ASSIGNMENT – What is needed is an exact transcription of every record.
Content starts
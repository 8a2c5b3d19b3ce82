//! Error types for the driver crate

use thiserror::Error;

#[derive(Error, Debug)]
pub enum DriverError {
    #[error("Playwright not found. Install with: npx playwright install")]
    EngineNotFound,

    #[error("browser session '{label}' exceeded the {seconds}s deadline")]
    SessionDeadline { label: String, seconds: u64 },

    #[error("unreadable session report for '{label}': {detail}")]
    MalformedReport { label: String, detail: String },

    #[error("IO error: {0}")]
    Io(#[from] std::io::Error),

    #[error("JSON error: {0}")]
    Json(#[from] serde_json::Error),
}

pub type DriverResult<T> = Result<T, DriverError>;
//! Step vocabulary executed by a browser session
//!
//! Each step is either a user action or a suspension point: an explicit,
//! bounded wait on an observable end state (URL, visibility, enablement,
//! indicator count). There is deliberately no fixed-delay step.

use serde::{Deserialize, Serialize};

use crate::locator::Locator;

/// Regex matched against the page URL on both sides of the session
/// boundary: compiled into `page.waitForURL` in the generated script and
/// checked with the `regex` crate when plans are inspected.
#[derive(Debug, Clone, PartialEq, Eq, Serialize, Deserialize)]
pub struct UrlPattern(String);

impl UrlPattern {
    /// Pattern matching any URL ending in `path`
    pub fn path_suffix(path: &str) -> Self {
        Self(format!(".*{}", regex::escape(path)))
    }

    pub fn source(&self) -> &str {
        &self.0
    }

    pub fn matches(&self, url: &str) -> bool {
        regex::Regex::new(&self.0)
            .map(|re| re.is_match(url))
            .unwrap_or(false)
    }
}

/// One instruction for the automation engine.
///
/// `timeout_ms` overrides the configured default bound for that step.
#[derive(Debug, Clone, PartialEq, Serialize, Deserialize)]
#[serde(tag = "action", rename_all = "snake_case")]
pub enum Step {
    /// Open a path relative to the base URL
    Navigate { path: String },

    /// Fill an input with a value, replacing existing content
    Fill {
        locator: Locator,
        value: String,
        #[serde(default)]
        timeout_ms: Option<u64>,
    },

    Click {
        locator: Locator,
        #[serde(default)]
        timeout_ms: Option<u64>,
    },

    /// Suspend until the page URL matches the pattern
    WaitForUrl {
        pattern: UrlPattern,
        #[serde(default)]
        timeout_ms: Option<u64>,
    },

    ExpectVisible {
        locator: Locator,
        #[serde(default)]
        timeout_ms: Option<u64>,
    },

    ExpectHidden {
        locator: Locator,
        #[serde(default)]
        timeout_ms: Option<u64>,
    },

    ExpectEnabled {
        locator: Locator,
        #[serde(default)]
        timeout_ms: Option<u64>,
    },

    ExpectDisabled {
        locator: Locator,
        #[serde(default)]
        timeout_ms: Option<u64>,
    },

    /// Suspend until the locator resolves to exactly `count` elements
    ExpectCount {
        locator: Locator,
        count: usize,
        #[serde(default)]
        timeout_ms: Option<u64>,
    },
}

impl Step {
    /// Short label for logs and failure reports
    pub fn label(&self) -> String {
        match self {
            Step::Navigate { path } => format!("navigate:{}", path),
            Step::Fill { locator, .. } => format!("fill:{}", locator),
            Step::Click { locator, .. } => format!("click:{}", locator),
            Step::WaitForUrl { pattern, .. } => format!("wait_for_url:{}", pattern.source()),
            Step::ExpectVisible { locator, .. } => format!("expect_visible:{}", locator),
            Step::ExpectHidden { locator, .. } => format!("expect_hidden:{}", locator),
            Step::ExpectEnabled { locator, .. } => format!("expect_enabled:{}", locator),
            Step::ExpectDisabled { locator, .. } => format!("expect_disabled:{}", locator),
            Step::ExpectCount { locator, count, .. } => {
                format!("expect_count[{}]:{}", count, locator)
            }
        }
    }

    /// True for steps that wait on an observable end state rather than
    /// performing an action
    pub fn is_suspension_point(&self) -> bool {
        !matches!(
            self,
            Step::Navigate { .. } | Step::Fill { .. } | Step::Click { .. }
        )
    }
}

#[cfg(test)]
mod tests {
    use super::*;

    #[test]
    fn steps_tag_with_snake_case_actions() {
        let step = Step::ExpectCount {
            locator: Locator::test_id("icon"),
            count: 4,
            timeout_ms: None,
        };
        let json = serde_json::to_string(&step).unwrap();
        assert!(json.contains(r#""action":"expect_count""#), "unexpected json: {}", json);
    }

    #[test]
    fn labels_identify_step_and_target() {
        let click = Step::Click {
            locator: Locator::test_id("email-sign-up"),
            timeout_ms: None,
        };
        assert_eq!(click.label(), "click:testid=email-sign-up");

        let nav = Step::Navigate {
            path: "/app/business-signup".to_string(),
        };
        assert_eq!(nav.label(), "navigate:/app/business-signup");
    }

    #[test]
    fn suffix_patterns_match_real_urls() {
        let pattern = UrlPattern::path_suffix("/personal-info");
        assert!(pattern.matches("https://app-moccona.letsweel.com/app/personal-info"));
        assert!(!pattern.matches("https://app-moccona.letsweel.com/app/business-signup"));
    }

    #[test]
    fn escaped_patterns_only_match_literal_paths() {
        let pattern = UrlPattern::path_suffix("/business-signup");
        assert!(pattern.matches("http://x/app/business-signup"));
        assert!(!pattern.matches("http://x/app/business_signup"));
    }

    #[test]
    fn waits_and_expectations_are_suspension_points() {
        let wait = Step::WaitForUrl {
            pattern: UrlPattern::path_suffix("/login"),
            timeout_ms: None,
        };
        assert!(wait.is_suspension_point());

        let click = Step::Click {
            locator: Locator::css("a"),
            timeout_ms: None,
        };
        assert!(!click.is_suspension_point());
    }
}
//! Driver configuration

use std::path::PathBuf;

/// Browser engine used for a session
#[derive(Debug, Clone, Copy, Default, PartialEq, Eq)]
pub enum Browser {
    #[default]
    Chromium,
    Firefox,
    Webkit,
}

impl Browser {
    pub fn as_str(&self) -> &'static str {
        match self {
            Browser::Chromium => "chromium",
            Browser::Firefox => "firefox",
            Browser::Webkit => "webkit",
        }
    }
}

#[derive(Debug, Clone, Copy, PartialEq, Eq)]
pub struct Viewport {
    pub width: u32,
    pub height: u32,
}

impl Default for Viewport {
    fn default() -> Self {
        Self {
            width: 1280,
            height: 720,
        }
    }
}

/// Configuration shared by every browser session in a run
#[derive(Debug, Clone)]
pub struct DriverConfig {
    /// Base URL of the environment under test
    pub base_url: String,
    pub browser: Browser,
    pub headless: bool,
    pub viewport: Viewport,
    /// Default bound for element actions and expectations
    pub step_timeout_ms: u64,
    /// Default bound for navigations and URL waits
    pub navigation_timeout_ms: u64,
    /// Hard ceiling for one whole browser session
    pub session_deadline_secs: u64,
    /// Screenshots and result files land under this directory
    pub artifact_dir: PathBuf,
}

impl Default for DriverConfig {
    fn default() -> Self {
        Self {
            base_url: "https://app-moccona.letsweel.com".to_string(),
            browser: Browser::Chromium,
            headless: true,
            viewport: Viewport::default(),
            step_timeout_ms: 5_000,
            navigation_timeout_ms: 15_000,
            session_deadline_secs: 120,
            artifact_dir: PathBuf::from("test-results"),
        }
    }
}

impl DriverConfig {
    pub fn screenshot_dir(&self) -> PathBuf {
        self.artifact_dir.join("screenshots")
    }
}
Content ends
SOLUTION TO THE EXERCISE –
repository 8a2c5b3d19b3ce82
//! Error types for the driver crate

use thiserror::Error;

#[derive(Error, Debug)]
pub enum DriverError {
    #[error("Playwright not found. Install with: npx playwright install")]
    EngineNotFound,

    #[error("browser session '{label}' exceeded the {seconds}s deadline")]
    SessionDeadline { label: String, seconds: u64 },

    #[error("unreadable session report for '{label}': {detail}")]
    MalformedReport { label: String, detail: String },

    #[error("IO error: {0}")]
    Io(#[from] std::io::Error),

    #[error("JSON error: {0}")]
    Json(#[from] serde_json::Error),
}

pub type DriverResult<T> = Result<T, DriverError>;
//! Step vocabulary executed by a browser session
//!
//! Each step is either a user action or a suspension point: an explicit,
//! bounded wait on an observable end state (URL, visibility, enablement,
//! indicator count). There is deliberately no fixed-delay step.

use serde::{Deserialize, Serialize};

use crate::locator::Locator;

/// Regex matched against the page URL on both sides of the session
/// boundary: compiled into `page.waitForURL` in the generated script and
/// checked with the `regex` crate when plans are inspected.
#[derive(Debug, Clone, PartialEq, Eq, Serialize, Deserialize)]
pub struct UrlPattern(String);

impl UrlPattern {
    /// Pattern matching any URL ending in `path`
    pub fn path_suffix(path: &str) -> Self {
        Self(format!(".*{}", regex::escape(path)))
    }

    pub fn source(&self) -> &str {
        &self.0
    }

    pub fn matches(&self, url: &str) -> bool {
        regex::Regex::new(&self.0)
            .map(|re| re.is_match(url))
            .unwrap_or(false)
    }
}

/// One instruction for the automation engine.
///
/// `timeout_ms` overrides the configured default bound for that step.
#[derive(Debug, Clone, PartialEq, Serialize, Deserialize)]
#[serde(tag = "action", rename_all = "snake_case")]
pub enum Step {
    /// Open a path relative to the base URL
    Navigate { path: String },

    /// Fill an input with a value, replacing existing content
    Fill {
        locator: Locator,
        value: String,
        #[serde(default)]
        timeout_ms: Option<u64>,
    },

    Click {
        locator: Locator,
        #[serde(default)]
        timeout_ms: Option<u64>,
    },

    /// Suspend until the page URL matches the pattern
    WaitForUrl {
        pattern: UrlPattern,
        #[serde(default)]
        timeout_ms: Option<u64>,
    },

    ExpectVisible {
        locator: Locator,
        #[serde(default)]
        timeout_ms: Option<u64>,
    },

    ExpectHidden {
        locator: Locator,
        #[serde(default)]
        timeout_ms: Option<u64>,
    },

    ExpectEnabled {
        locator: Locator,
        #[serde(default)]
        timeout_ms: Option<u64>,
    },

    ExpectDisabled {
        locator: Locator,
        #[serde(default)]
        timeout_ms: Option<u64>,
    },

    /// Suspend until the locator resolves to exactly `count` elements
    ExpectCount {
        locator: Locator,
        count: usize,
        #[serde(default)]
        timeout_ms: Option<u64>,
    },
}

impl Step {
    /// Short label for logs and failure reports
    pub fn label(&self) -> String {
        match self {
            Step::Navigate { path } => format!("navigate:{}", path),
            Step::Fill { locator, .. } => format!("fill:{}", locator),
            Step::Click { locator, .. } => format!("click:{}", locator),
            Step::WaitForUrl { pattern, .. } => format!("wait_for_url:{}", pattern.source()),
            Step::ExpectVisible { locator, .. } => format!("expect_visible:{}", locator),
            Step::ExpectHidden { locator, .. } => format!("expect_hidden:{}", locator),
            Step::ExpectEnabled { locator, .. } => format!("expect_enabled:{}", locator),
            Step::ExpectDisabled { locator, .. } => format!("expect_disabled:{}", locator),
            Step::ExpectCount { locator, count, .. } => {
                format!("expect_count[{}]:{}", count, locator)
            }
        }
    }

    /// True for steps that wait on an observable end state rather than
    /// performing an action
    pub fn is_suspension_point(&self) -> bool {
        !matches!(
            self,
            Step::Navigate { .. } | Step::Fill { .. } | Step::Click { .. }
        )
    }
}

#[cfg(test)]
mod tests {
    use super::*;

    #[test]
    fn steps_tag_with_snake_case_actions() {
        let step = Step::ExpectCount {
            locator: Locator::test_id("icon"),
            count: 4,
            timeout_ms: None,
        };
        let json = serde_json::to_string(&step).unwrap();
        assert!(json.contains(r#""action":"expect_count""#), "unexpected json: {}", json);
    }

    #[test]
    fn labels_identify_step_and_target() {
        let click = Step::Click {
            locator: Locator::test_id("email-sign-up"),
            timeout_ms: None,
        };
        assert_eq!(click.label(), "click:testid=email-sign-up");

        let nav = Step::Navigate {
            path: "/app/business-signup".to_string(),
        };
        assert_eq!(nav.label(), "navigate:/app/business-signup");
    }

    #[test]
    fn suffix_patterns_match_real_urls() {
        let pattern = UrlPattern::path_suffix("/personal-info");
        assert!(pattern.matches("https://app-moccona.letsweel.com/app/personal-info"));
        assert!(!pattern.matches("https://app-moccona.letsweel.com/app/business-signup"));
    }

    #[test]
    fn escaped_patterns_only_match_literal_paths() {
        let pattern = UrlPattern::path_suffix("/business-signup");
        assert!(pattern.matches("http://x/app/business-signup"));
        assert!(!pattern.matches("http://x/app/business_signup"));
    }

    #[test]
    fn waits_and_expectations_are_suspension_points() {
        let wait = Step::WaitForUrl {
            pattern: UrlPattern::path_suffix("/login"),
            timeout_ms: None,
        };
        assert!(wait.is_suspension_point());

        let click = Step::Click {
            locator: Locator::css("a"),
            timeout_ms: None,
        };
        assert!(!click.is_suspension_point());
    }
}
//! Driver configuration

use std::path::PathBuf;

/// Browser engine used for a session
#[derive(Debug, Clone, Copy, Default, PartialEq, Eq)]
pub enum Browser {
    #[default]
    Chromium,
    Firefox,
    Webkit,
}

impl Browser {
    pub fn as_str(&self) -> &'static str {
        match self {
            Browser::Chromium => "chromium",
            Browser::Firefox => "firefox",
            Browser::Webkit => "webkit",
        }
    }
}

#[derive(Debug, Clone, Copy, PartialEq, Eq)]
pub struct Viewport {
    pub width: u32,
    pub height: u32,
}

impl Default for Viewport {
    fn default() -> Self {
        Self {
            width: 1280,
            height: 720,
        }
    }
}

/// Configuration shared by every browser session in a run
#[derive(Debug, Clone)]
pub struct DriverConfig {
    /// Base URL of the environment under test
    pub base_url: String,
    pub browser: Browser,
    pub headless: bool,
    pub viewport: Viewport,
    /// Default bound for element actions and expectations
    pub step_timeout_ms: u64,
    /// Default bound for navigations and URL waits
    pub navigation_timeout_ms: u64,
    /// Hard ceiling for one whole browser session
    pub session_deadline_secs: u64,
    /// Screenshots and result files land under this directory
    pub artifact_dir: PathBuf,
}

impl Default for DriverConfig {
    fn default() -> Self {
        Self {
            base_url: "https://app-moccona.letsweel.com".to_string(),
            browser: Browser::Chromium,
            headless: true,
            viewport: Viewport::default(),
            step_timeout_ms: 5_000,
            navigation_timeout_ms: 15_000,
            session_deadline_secs: 120,
            artifact_dir: PathBuf::from("test-results"),
        }
    }
}

impl DriverConfig {
    pub fn screenshot_dir(&self) -> PathBuf {
        self.artifact_dir.join("screenshots")
    }
}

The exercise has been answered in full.